36 So. 2d 421 | Fla. | 1948
Lead Opinion
The appellant was tried in the Criminal Court of Record of Hillsborough County and convicted of wilfully, unlawfully, and feloniously using certain instruments on a female with intent to procure a miscarriage. Upon appeal, the matter was reviewed here and the judgment was affirmed. Urga v. State,
Later the appellant filed a motion in this court seeking an order authorizing the trial court to entertain and decide her application for a writ of error coram nobis. The motion was granted; whereupon the petition was presented to the Criminal Court of Record of Hillsborough County. Eventually a jury was impaneled to try the issues formed by the allegations in the petition and the pleas filed by the county solicitor on behalf of the state. The trial culminated in a verdict "for the Petitioner, Diamante Urga, and against the State of Florida." *741
Subsequently the county solicitor filed a motion for new trial on the three grounds that the verdict was contrary to the law, the evidence, and the weight of the evidence, which, after argument of counsel for the appellant and the county solicitor, was decided, to quote the order, "in words and figures following: Motion heard, considered and granted."

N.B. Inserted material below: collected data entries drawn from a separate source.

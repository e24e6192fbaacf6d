use std::cell::RefCell;
use std::error::Error;
use std::fmt::Write as _;
use std::rc::Rc;

use cfg_if::cfg_if;
use tracing_subscriber::{layer::SubscriberExt, EnvFilter};
use tracing_subscriber::util::SubscriberInitExt;

use crate::model::TimeSource;

/// GPU stack crates are noisy at info.
const DEFAULT_FILTER: &str = "info,wgpu_core=warn,wgpu_hal=warn,naga=warn";

cfg_if! {
    if #[cfg(target_arch = "wasm32")] {
        pub fn init() {
            // browser console; there is no environment to read a filter from
            let filter = EnvFilter::new(DEFAULT_FILTER);

            let wasm_layer = tracing_wasm::WASMLayer::new(tracing_wasm::WASMLayerConfig::default());

            let _ = tracing_subscriber::registry()
                .with(filter)
                .with(wasm_layer)
                .try_init();

            // Panics with stacktrace
            #[cfg(feature = "console_error_panic_hook")]
            console_error_panic_hook::set_once();
        }
    } else {
        use tracing_appender::non_blocking::WorkerGuard;
        use tracing_subscriber::fmt;
        use std::env;
        use std::io;
        use once_cell::sync::OnceCell;

        static FILE_GUARD: OnceCell<WorkerGuard> = OnceCell::new();

        pub fn init() {
            let filter = EnvFilter::try_from_default_env()
                .unwrap_or_else(|_| EnvFilter::new(DEFAULT_FILTER));

            let console_layer = fmt::layer()
                .with_writer(io::stderr)
                .with_target(true)
                .with_file(true)
                .with_line_number(true)
                .with_level(true)
                .compact();

            let log_path = env::var("WHISPERS_LOG_FILE").unwrap_or_else(|_| "logs/whispers.log".to_string());
            let log_path = std::path::Path::new(&log_path);
            let (nb_writer, guard) = tracing_appender::non_blocking(
                tracing_appender::rolling::daily(
                    log_path.parent().unwrap_or(std::path::Path::new(".")),
                    log_path.file_name().unwrap_or(std::ffi::OsStr::new("whispers.log")),
                )
            );
            let _ = FILE_GUARD.set(guard);

            let file_layer = fmt::layer()
                .with_writer(nb_writer)
                .with_target(true)
                .with_file(true)
                .with_line_number(true)
                .with_level(true)
                .compact();

            let _ = tracing_subscriber::registry()
                .with(filter)
                .with(console_layer)
                .with(file_layer)
                .try_init();

            // Hook panics to log with backtrace
            std::panic::set_hook(Box::new(|info| {
                let mut msg = String::new();
                if let Some(loc) = info.location() {
                    let _ = write!(msg, "panic at {}:{}:{} ", loc.file(), loc.line(), loc.column());
                }
                if let Some(s) = info.payload().downcast_ref::<&str>() { msg.push_str(s); }
                else if let Some(s) = info.payload().downcast_ref::<String>() { msg.push_str(s); }
                else { msg.push_str("<non-string panic>"); }
                let bt = std::backtrace::Backtrace::force_capture();
                tracing::error!("{}\nBacktrace:\n{:?}", msg, bt);
            }));
        }
    }
}

/// Session log the player can download.
///
/// Implementations must not panic and must not block the caller.
pub trait Logger {
    fn record(&self, message: &str);
    fn record_error(&self, error: &dyn Error);
    fn export_buffer(&self) -> Vec<u8>;
}

#[derive(Debug, Clone, Copy, PartialEq, Eq)]
pub enum LogLevel {
    Info,
    Error,
}

impl LogLevel {
    fn label(self) -> &'static str {
        match self {
            LogLevel::Info => "INFO",
            LogLevel::Error => "ERROR",
        }
    }
}

#[derive(Debug, Clone, PartialEq)]
pub struct LogEntry {
    /// Seconds on the buffer's time source.
    pub elapsed: f64,
    pub level: LogLevel,
    pub message: String,
}

/// Append-only in-memory `Logger`, mirrored to `tracing`.
pub struct LogBuffer {
    time: Rc<dyn TimeSource>,
    entries: RefCell<Vec<LogEntry>>,
}

impl LogBuffer {
    pub fn new(time: Rc<dyn TimeSource>) -> Self {
        Self { time, entries: RefCell::new(Vec::new()) }
    }

    pub fn entries(&self) -> Vec<LogEntry> {
        self.entries.borrow().clone()
    }

    pub fn len(&self) -> usize {
        self.entries.borrow().len()
    }

    pub fn is_empty(&self) -> bool {
        self.entries.borrow().is_empty()
    }

    fn push(&self, level: LogLevel, message: String) {
        let elapsed = self.time.now_seconds();
        match self.entries.try_borrow_mut() {
            Ok(mut entries) => entries.push(LogEntry { elapsed, level, message }),
            Err(_) => tracing::warn!(%message, "log buffer busy, entry kept in diagnostics only"),
        }
    }
}

impl Logger for LogBuffer {
    fn record(&self, message: &str) {
        tracing::info!(target: "whispers::session", "{message}");
        self.push(LogLevel::Info, message.to_string());
    }

    fn record_error(&self, error: &dyn Error) {
        let message = error.to_string();
        tracing::error!(target: "whispers::session", error = %message);
        self.push(LogLevel::Error, message);
    }

    fn export_buffer(&self) -> Vec<u8> {
        let mut out = String::new();
        for entry in self.entries.borrow().iter() {
            let _ = writeln!(out, "[{:>10.3}s] {:<5} {}", entry.elapsed, entry.level.label(), entry.message);
        }
        out.into_bytes()
    }
}

#[cfg(test)]
mod tests {
    use super::*;
    use crate::testing::ManualTime;

    #[test]
    fn entries_are_timestamped_in_order() {
        let time = ManualTime::new(1.0);
        let log = LogBuffer::new(time.source());
        log.record("Initialization complete.");
        time.advance(2.5);
        log.record_error(&std::io::Error::other("disk full"));

        let entries = log.entries();
        assert_eq!(entries.len(), 2);
        assert_eq!(entries[0].level, LogLevel::Info);
        assert_eq!(entries[0].elapsed, 1.0);
        assert_eq!(entries[1].level, LogLevel::Error);
        assert_eq!(entries[1].message, "disk full");
        assert_eq!(entries[1].elapsed, 3.5);
    }

    #[test]
    fn export_renders_one_line_per_entry() {
        let time = ManualTime::new(12.345);
        let log = LogBuffer::new(time.source());
        assert!(log.export_buffer().is_empty());

        log.record("Game started.");
        log.record_error(&std::io::Error::other("level load failed: disk full"));

        let text = String::from_utf8(log.export_buffer()).unwrap();
        let lines: Vec<&str> = text.lines().collect();
        assert_eq!(lines, vec![
            "[    12.345s] INFO  Game started.",
            "[    12.345s] ERROR level load failed: disk full",
        ]);
    }
}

We are presently considering an appeal from that motion, which we have held, by denying a motion to dismiss in this court, was an appealable order.
A careful examination of the record in this case has satisfied us that there was abundant testimony, if believed by the jury, to substantiate the position taken by the appellant. It is true that this court is always reluctant to disturb an order of a trial court granting a new trial, inasmuch as such a motion is "addressed to the sound judicial discretion of the trial court, and the presumption is that he exercised that discretion properly." Henderson v. State,
Adverting to the motion of the state and the order of the judge, which we have quoted, we find nothing to apprise us of the errors which were urged or the reasons that prompted the court in ruling as he did. From the examination of the record we have not discovered any question save what might have arisen from conflicts in the testimony of the witnesses who *742 testified in the case, and we have reached the conclusion that the only purpose that could be served by a retrial would be a review of the facts by a different jury.
So we decide that the order should be reversed, with directions to enter judgment in favor of the appellant and to proceed accordingly.
Reversed.
TERRELL, CHAPMAN, ADAMS, BARNS and HOBSON, JJ., concur.
SEBRING, J., dissents.
Dissenting Opinion
This is an appeal from an order granting the State of Florida a new trial in a coram nobis proceeding.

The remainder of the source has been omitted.